Promotion To leading hand

Ninja_Stoker

War Hero
Moderator
#2
It varies greatly. In any event, under the current contract, anyone not passing for leading rate within 12 years will be discharged at the 12 year point.

Timescales depend on the individual & the branch, but subject to confirmation from those currently in the WE branch, I'd be surprised if three to five years wasn't achievable.
 
#4
It varies greatly. In any event, under the current contract, anyone not passing for leading rate within 12 years will be discharged at the 12 year point.

Timescales depend on the individual & the branch, but subject to confirmation from those currently in the WE branch, I'd be surprised if three to five years wasn't achievable.
My lad joined as ETWE 3 years ago next week.
He was back classed medically for 4 months in Collingwood and joined his first ship about 22 months ago.
He passed all task books but purposely held back so that he wasn't on the LH selection signal this Sept/Oct (Wanted to stay on board and get more experience before being rated up - read to say, on deployment and wanted more pi£$ ups!).
He is expected by his DO to be on the next selection in March.

So in answer, as @Ninja_Stoker says - can be done in 3 years. In fact there were guys in his entry who were put on course without having had a ship.
 
#5
It varies greatly. In any event, under the current contract, anyone not passing for leading rate within 12 years will be discharged at the 12 year point.

Timescales depend on the individual & the branch, but subject to confirmation from those currently in the WE branch, I'd be surprised if three to five years wasn't achievable.
No 3 Badge AB's any more?
 

slim

War Hero
#8
In my day there were a number of 3 badge ODs and they were extremely useful.
They all knew their way around and were happy to do the jobs most ABs hated. PO or CPO messman twen decks party, they enjoyed all the so called gash jobs and made the most of them. Kept the youngsters happy cos they didn't need to do misemployment so often.
These 3 badgers were often the salt of the navy, they did not want promotion or the responsibilities which came with it but loved the RN way of life.
 

Ninja_Stoker

War Hero
Moderator
#9
In my day there were a number of 3 badge ODs and they were extremely useful.
They all knew their way around and were happy to do the jobs most ABs hated. PO or CPO messman twen decks party, they enjoyed all the so called gash jobs and made the most of them. Kept the youngsters happy cos they didn't need to do misemployment so often.
These 3 badgers were often the salt of the navy, they did not want promotion or the responsibilities which came with it but loved the RN way of life.
A double-edged sword. They are indeed experienced & knowledgeable, often an asset, but frequently they can be more useful if they apply their acquired knowledge & experience in a more useful manner by advancing themselves, spreading to knowledge base and earning more money for themselves.

For those prepared to get off their backsides and advance themselves a three badge AB is sometimes a toxic, disruptive, messdeck lawyer who prefers to be a big fish in a small pond. In my personal experience some three badge ABs can become entrenched messdeck bullies and the cause of individuals on a first sea draft submitting notice to quit due to their incessant dripping. Possibly that's the reason we get rid of ABs after twelve years nowadays. Obviously there's good and bad everywhere in the service, but three badge ABs are not something the Navy seems to want anymore.
 
#11
I have to agree with NS. I've known a couple of great 3 badge AB's in my time, but in my experience the majority of them are still AB's with good reason, which I have found often makes them quite bitter and potentially toxic on the mess deck.

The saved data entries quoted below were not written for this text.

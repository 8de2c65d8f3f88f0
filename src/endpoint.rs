//! Endpoint URIs, the Kinesis component, and the endpoints it builds.
//!
//! An endpoint URI has the form `aws-kinesis:<stream>?key=value&...`
//! (`aws-kinesis://<stream>?...` is accepted too). The query becomes the
//! untyped [`Parameters`] handed to the resolver; wrapping a value in
//! `RAW(...)` keeps it byte-for-byte, which matters for secret keys that
//! contain `+` or `%`.

use std::sync::Arc;

use serde_json::Value;
use thiserror::Error;
use tracing::debug;
use url::form_urlencoded;

use crate::client::ClientRegistry;
use crate::config::Config;
use crate::constants::URI_SCHEME;
use crate::models::{KinesisConfiguration, Parameters};
use crate::resolver::{ConfigurationResolver, ResolveError};

/// Errors while parsing an endpoint URI.
#[derive(Error, Debug, Clone, PartialEq, Eq)]
pub enum UriError {
    #[error("endpoint URI '{0}' is missing the scheme delimiter")]
    MissingScheme(String),

    #[error("unsupported endpoint scheme '{found}', expected '{expected}'")]
    WrongScheme { expected: String, found: String },

    #[error("parameter '{0}' is given more than once")]
    DuplicateParameter(String),
}

/// Errors while building an endpoint.
#[derive(Error, Debug)]
pub enum EndpointError {
    #[error("invalid endpoint URI: {0}")]
    Uri(#[from] UriError),

    #[error("invalid endpoint configuration: {0}")]
    Resolve(#[from] ResolveError),
}

/// A parsed `aws-kinesis:` URI.
#[derive(Debug, Clone, PartialEq)]
pub struct EndpointUri {
    pub stream_name: String,
    pub parameters: Parameters,
    pub original: String,
}

impl EndpointUri {
    pub fn parse(uri: &str) -> Result<Self, UriError> {
        let (scheme, rest) = uri
            .split_once(':')
            .ok_or_else(|| UriError::MissingScheme(uri.to_string()))?;
        if !scheme.eq_ignore_ascii_case(URI_SCHEME) {
            return Err(UriError::WrongScheme {
                expected: URI_SCHEME.to_string(),
                found: scheme.to_string(),
            });
        }

        let rest = rest.strip_prefix("//").unwrap_or(rest);
        let (path, query) = rest.split_once('?').unwrap_or((rest, ""));
        // A path `+` is literal; only query values use form encoding.
        let stream_name = decode(&path.trim_matches('/').replace('+', "%2B"));

        let mut parameters = Parameters::new();
        for pair in query.split('&').filter(|p| !p.is_empty()) {
            let (key, value) = decode_pair(pair);
            if parameters.contains_key(&key) {
                return Err(UriError::DuplicateParameter(key));
            }
            parameters.insert(key, Value::String(value));
        }

        Ok(Self {
            stream_name,
            parameters,
            original: uri.to_string(),
        })
    }
}

fn decode_pair(pair: &str) -> (String, String) {
    let (raw_key, raw_value) = pair.split_once('=').unwrap_or((pair, ""));
    let key = decode(raw_key);
    let value = match raw_value
        .strip_prefix("RAW(")
        .and_then(|v| v.strip_suffix(')'))
    {
        Some(literal) => literal.to_string(),
        None => decode(raw_value),
    };
    (key, value)
}

fn decode(component: &str) -> String {
    form_urlencoded::parse(format!("v={component}").as_bytes())
        .next()
        .map(|(_, v)| v.into_owned())
        .unwrap_or_default()
}

/// Builds Kinesis endpoints from URIs against shared component defaults.
#[derive(Debug, Clone)]
pub struct KinesisComponent {
    resolver: ConfigurationResolver,
}

impl KinesisComponent {
    pub fn new(defaults: KinesisConfiguration, registry: impl ClientRegistry + 'static) -> Self {
        Self {
            resolver: ConfigurationResolver::new(defaults, registry),
        }
    }

    /// Component whose defaults come from a loaded [`Config`].
    pub fn from_config(config: &Config, registry: Arc<dyn ClientRegistry>) -> Self {
        Self {
            resolver: ConfigurationResolver::from_shared(
                Arc::new(config.component_defaults()),
                registry,
            ),
        }
    }

    pub fn defaults(&self) -> &KinesisConfiguration {
        self.resolver.defaults()
    }

    pub fn with_access_key(self, access_key: impl Into<String>) -> Self {
        let access_key = access_key.into();
        self.edit_defaults(|d| d.access_key = Some(access_key))
    }

    pub fn with_secret_key(self, secret_key: impl Into<String>) -> Self {
        let secret_key = secret_key.into();
        self.edit_defaults(|d| d.secret_key = Some(secret_key))
    }

    pub fn with_region(self, region: impl Into<String>) -> Self {
        let region = region.into();
        self.edit_defaults(|d| d.region = Some(region))
    }

    fn edit_defaults(self, edit: impl FnOnce(&mut KinesisConfiguration)) -> Self {
        Self {
            resolver: self.resolver.with_defaults(edit),
        }
    }

    /// Parse `uri` and resolve the endpoint's configuration.
    pub fn create_endpoint(&self, uri: &str) -> Result<KinesisEndpoint, EndpointError> {
        let parsed = EndpointUri::parse(uri)?;
        debug!(
            stream = parsed.stream_name.as_str(),
            parameters = parsed.parameters.len(),
            "creating Kinesis endpoint"
        );
        let configuration = self
            .resolver
            .resolve(&parsed.stream_name, &parsed.parameters)?;
        Ok(KinesisEndpoint {
            uri: parsed.original,
            configuration,
        })
    }
}

/// An endpoint and the configuration it exclusively owns.
#[derive(Debug)]
pub struct KinesisEndpoint {
    uri: String,
    configuration: KinesisConfiguration,
}

impl KinesisEndpoint {
    pub fn uri(&self) -> &str {
        &self.uri
    }

    pub fn configuration(&self) -> &KinesisConfiguration {
        &self.configuration
    }

    pub fn into_configuration(self) -> KinesisConfiguration {
        self.configuration
    }
}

That said, I'm not a fan of the current trend for pushing our people forward regardless of whether they are personally ready or not. I've seen a good LH leave because gapping meant that he was being employed as a PO when wasn't ready. Professionally he was capable, but he wasn't ready to take on the extra responsibility at that time. There is a certainly a place for an old and bold killick that is happy where he is and is an expert in what he does. Personally I wouldn't have wanted to still be in the JR's mess in my late 30's or early 40's, but I do believe there is value in having older, wiser heads in there.
 

Ninja_Stoker

War Hero
Moderator
#12
PVR is only available in the first six months of service, which means very few complete training and get to sea soon enough to submit pvr, but they can submit notice after completing training and 30 months return of service and request early release. In other words, after or towards the end of a first sea draft or frontline squadron draft.

I'm not advocating any particular preference, merely reflecting upon the 12 years & out rule for those who do not advance themselves. I've seen inexperienced killicks undermined & bullied by badgemen, that's for sure, but then it was the same with those given accelerated advancement such as tiffs. It's interesting nowadays with more and more people joining aged up to 37 with Leading Rates as young as 20/21 so you could have ABs serving who are 49.